§ **Work instructions**
Whichever lines of the entries hold the word "Choice" should be identified and copied.

§ **Input data**
--- START ---

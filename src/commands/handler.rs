//! Handler traits
//!
//! - **Version**: 2.0.0
//! - **Since**: 0.1.0
//!
//! ## Changelog
//! - 2.0.0: One `InteractionHandler` for commands, components and modals
//! - 1.0.0: Initial slash command trait

use anyhow::Result;
use async_trait::async_trait;

use super::context::InteractionContext;
use crate::session::Choice;

/// Callback invoked once routing and guards have passed
///
/// Used for commands, subcommands, buttons, select menus and modals; the
/// context tells the handler which of those it is serving.
///
/// # Example
///
/// ```ignore
/// pub struct Ping;
///
/// #[async_trait]
/// impl InteractionHandler for Ping {
///     async fn run(&self, ctx: &InteractionContext) -> Result<()> {
///         ctx.reply("Pong!").await
///     }
/// }
/// ```
#[async_trait]
pub trait InteractionHandler: Send + Sync {
    async fn run(&self, ctx: &InteractionContext) -> Result<()>;
}

/// Suggests values for the focused option of a command
#[async_trait]
pub trait AutocompleteHandler: Send + Sync {
    async fn complete(&self, ctx: &InteractionContext) -> Result<Vec<Choice>>;
}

--- END ---

§ **Answer to the exercise**
use crate::session::Choice;
    async fn complete(&self, ctx: &InteractionContext) -> Result<Vec<Choice>>;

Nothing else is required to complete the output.